- **WORK TASK**
Show every line of the records below that contains the word "warn".

[Opening GIVEN RECORDS section]

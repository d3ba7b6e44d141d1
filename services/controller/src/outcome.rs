//! Operator-visible outcome records.
//!
//! Outcomes go to the structured log stream under the `tidepool::outcome`
//! target, one JSON envelope per record.

use serde::Serialize;
use tidepool_events::{Component, OutcomeEvent};
use tidepool_id::{MessageId, SweepId};
use tracing::{info, warn};

/// Log target carrying outcome records.
pub const OUTCOME_TARGET: &str = "tidepool::outcome";

/// Correlation for an outcome record.
#[derive(Debug, Clone, Copy, Default)]
pub(crate) struct Correlation<'a> {
    pub message_id: Option<&'a MessageId>,
    pub sweep_id: Option<SweepId>,
}

impl<'a> Correlation<'a> {
    pub fn message(message_id: &'a MessageId) -> Self {
        Self {
            message_id: Some(message_id),
            sweep_id: None,
        }
    }

    pub fn sweep(sweep_id: SweepId) -> Self {
        Self {
            message_id: None,
            sweep_id: Some(sweep_id),
        }
    }
}

/// Emit one outcome record.
pub(crate) fn emit<P: Serialize>(
    event_type: &'static str,
    component: Component,
    correlation: Correlation<'_>,
    payload: P,
) {
    let mut builder = OutcomeEvent::builder()
        .event_type(event_type)
        .component(component)
        .payload(payload);
    if let Some(message_id) = correlation.message_id {
        builder = builder.message_id(message_id.clone());
    }
    if let Some(sweep_id) = correlation.sweep_id {
        builder = builder.sweep_id(sweep_id);
    }

    match builder.build().and_then(|event| event.to_json_line()) {
        Ok(line) => info!(target: OUTCOME_TARGET, event_type, outcome = %line),
        Err(e) => warn!(event_type, error = %e, "Failed to encode outcome record"),
    }
}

[Closing GIVEN RECORDS section]

- **OUTPUT BELOW**
use tracing::{info, warn};
        Err(e) => warn!(event_type, error = %e, "Failed to encode outcome record"),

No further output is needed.